Following the Temple Mount casualties in Jerusalem last October, a West Bank Arab stabbed three Israelis to death in a quiet Jewish suburb. The intifadeh called for the liquidation of Jewish soldiers and settlers, and a

senior PLO official spoke of the new "war of daggers". The level of mistrust and fear between Arab and Jew in Israel rose to unprecedented levels.

About a month later Rabbi Meir Kahane was assassinated in a New York City hotel. It is said that he never expected to die peacefully. For he had spent his life advocating policies of violence and racial hatred, such as the mass expulsion of Arabs from Israel and the occupied territories. In New York he founded the Israel Defence League. Then in 1971 he moved to Israel and established the ultra-right Kach movement. In 1984 he was elected to the Knesset, but was barred from standing for re-election in 1988 on the ground that his movement was racist. His assassination by a man of Egyptian origin provoked immediate reaction in Israel. Two Arabs were shot dead by a Jewish settler. At Kahane's funeral in Jerusalem twenty thousand people joined the procession chanting "Death to the Arabs". As they swarmed through the city they searched markets and shops for Arabs, beating one man unconscious and injuring others. By his followers Kahane is seen as a martyr, and his vengeful influence lives on.

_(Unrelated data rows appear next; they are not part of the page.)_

use serde_json::{Map, Number, Value};

use crate::config::TypeCoercionConfig;

/// Recognises explicit boolean words only. Digit strings never match, so boolean
/// and numeric coercion can't both claim "1".
pub fn coerce_boolean(s: &str) -> Option<bool> {
    match s.trim().to_ascii_lowercase().as_str() {
        "true" | "yes" | "on" => Some(true),
        "false" | "no" | "off" => Some(false),
        _ => None,
    }
}

/// Trims, then parses as a base-10 integer or failing that a finite float.
pub fn coerce_numeric(s: &str) -> Option<Value> {
    parse_numeric(s.trim())
}

/// Same as [`coerce_numeric`] but without trimming. Used for multivariate keys,
/// where " 1" is a label, not a number.
pub fn parse_numeric(s: &str) -> Option<Value> {
    if let Ok(int) = s.parse::<i64>() {
        return Some(Value::Number(int.into()));
    }

    s.parse::<f64>()
        .ok()
        .and_then(Number::from_f64)
        .map(Value::Number)
}

pub fn looks_like_json_object(s: &str) -> bool {
    let trimmed = s.trim();
    trimmed.starts_with('{') && trimmed.ends_with('}')
}

/// Parses `s` as a JSON object. Anything that is not object-shaped, or fails to
/// parse, is "no match" rather than an error.
pub fn parse_json_object(s: &str) -> Option<Map<String, Value>> {
    if !looks_like_json_object(s) {
        return None;
    }

    match serde_json::from_str::<Map<String, Value>>(s) {
        Ok(obj) => Some(obj),
        Err(e) => {
            tracing::debug!("payload looks like an object but failed to parse: {}", e);
            None
        }
    }
}

/// Applies whichever coercers are enabled, boolean first.
pub fn coerce_scalar(s: &str, cfg: &TypeCoercionConfig) -> Option<Value> {
    if cfg.coerce_boolean_strings {
        if let Some(b) = coerce_boolean(s) {
            return Some(Value::Bool(b));
        }
    }

    if cfg.coerce_numeric_strings {
        if let Some(n) = coerce_numeric(s) {
            return Some(n);
        }
    }

    None
}

/// Best typed reading of a payload string: object, then coerced scalar, then the
/// raw string.
pub fn payload_value(payload: &str, cfg: &TypeCoercionConfig) -> Value {
    if let Some(obj) = parse_json_object(payload) {
        return Value::Object(obj);
    }

    coerce_scalar(payload, cfg).unwrap_or_else(|| Value::String(payload.to_string()))
}

#[cfg(test)]
mod tests {
    use super::*;
    use serde_json::json;
    use test_case::test_case;

    #[test_case("true", Some(true); "lowercase true")]
    #[test_case("TRUE", Some(true); "uppercase true")]
    #[test_case("Yes", Some(true); "yes")]
    #[test_case("on", Some(true); "on")]
    #[test_case(" false ", Some(false); "padded false")]
    #[test_case("no", Some(false); "no")]
    #[test_case("OFF", Some(false); "off")]
    #[test_case("1", None; "digit one is not boolean")]
    #[test_case("0", None; "digit zero is not boolean")]
    #[test_case("truthy", None; "prefix of a word")]
    #[test_case("", None; "empty")]
    fn test_coerce_boolean(input: &str, expected: Option<bool>) {
        assert_eq!(coerce_boolean(input), expected);
    }

    #[test_case("42", Some(json!(42)); "integer")]
    #[test_case("-7", Some(json!(-7)); "negative integer")]
    #[test_case("  200 ", Some(json!(200)); "padded integer")]
    #[test_case("2.75", Some(json!(2.75)); "float")]
    #[test_case("1e3", Some(json!(1000.0)); "exponent is a float")]
    #[test_case("9223372036854775808", Some(json!(9223372036854775808.0)); "overflowing integer falls back to float")]
    #[test_case("NaN", None; "nan is rejected")]
    #[test_case("inf", None; "infinity is rejected")]
    #[test_case("abc", None; "not a number")]
    #[test_case("", None; "empty")]
    fn test_coerce_numeric(input: &str, expected: Option<Value>) {
        assert_eq!(coerce_numeric(input), expected);
    }

    #[test]
    fn test_parse_numeric_does_not_trim() {
        assert_eq!(parse_numeric("10"), Some(json!(10)));
        assert_eq!(parse_numeric(" 10"), None);
    }

    #[test]
    fn test_parse_json_object() {
        let obj = parse_json_object(r#"  {"color": "red", "size": 2} "#).unwrap();
        assert_eq!(obj.get("color"), Some(&json!("red")));
        assert_eq!(obj.get("size"), Some(&json!(2)));

        assert!(parse_json_object("{not json}").is_none());
        assert!(parse_json_object("[1, 2]").is_none());
        assert!(parse_json_object(r#""{}""#).is_none());
        assert!(parse_json_object("{}").unwrap().is_empty());
    }

    #[test]
    fn test_coerce_scalar_respects_config() {
        assert_eq!(coerce_scalar("true", &TypeCoercionConfig::default()), None);
        assert_eq!(coerce_scalar("12", &TypeCoercionConfig::default()), None);

        let booleans_only = TypeCoercionConfig {
            coerce_boolean_strings: true,
            coerce_numeric_strings: false,
        };
        assert_eq!(coerce_scalar("yes", &booleans_only), Some(json!(true)));
        assert_eq!(coerce_scalar("12", &booleans_only), None);

        let numbers_only = TypeCoercionConfig {
            coerce_boolean_strings: false,
            coerce_numeric_strings: true,
        };
        assert_eq!(coerce_scalar("12", &numbers_only), Some(json!(12)));
        assert_eq!(coerce_scalar("yes", &numbers_only), None);
    }

    #[test]
    fn test_payload_value_falls_back_to_raw_string() {
        let cfg = TypeCoercionConfig::all();

        assert_eq!(payload_value(r#"{"a": 1}"#, &cfg), json!({"a": 1}));
        assert_eq!(payload_value("off", &cfg), json!(false));
        assert_eq!(payload_value("2.5", &cfg), json!(2.5));
        assert_eq!(payload_value("{broken", &cfg), json!("{broken"));
        assert_eq!(payload_value("{broken}", &cfg), json!("{broken}"));
        assert_eq!(payload_value("hello", &cfg), json!("hello"));
    }
}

Against this background of escalating hatred we remember the Psalmist's call, "Pray for the peace of Jerusalem" (Ps. 122:6) - its very name meaning "foundation of peace". From the Mount of Olives Israel's Messiah rode according to Zechariah's prophetic word: "Thy King cometh unto thee:

He is just, and having salvation; lowly, and riding upon an ass, even upon a colt the foal of an ass" (Zech. 9:9). "And when He drew nigh, He saw the city and wept over it, saying, If thou hadst known in this day, even thou, the things which belong unto peace! but now they are hid from thine eyes" (Luke 19:4142). Doubtless the Lord had particularly in view the impending destruction of Jerusalem by Roman legions. But in omniscience He could also look down all the centuries to the present ominous Situation. Peace is still "hid from their eyes". The vicious circle of hatred points relentlessly towards the future time of Jacob's trouble. Of that time Jeremiah wrote: "We have heard a voice of trembling, of fear, and not of peace it is even the time of Jacob's trouble" (Jer. 30:5,7). That fearful period already casts its sinister shadow across Israel and the Diaspora.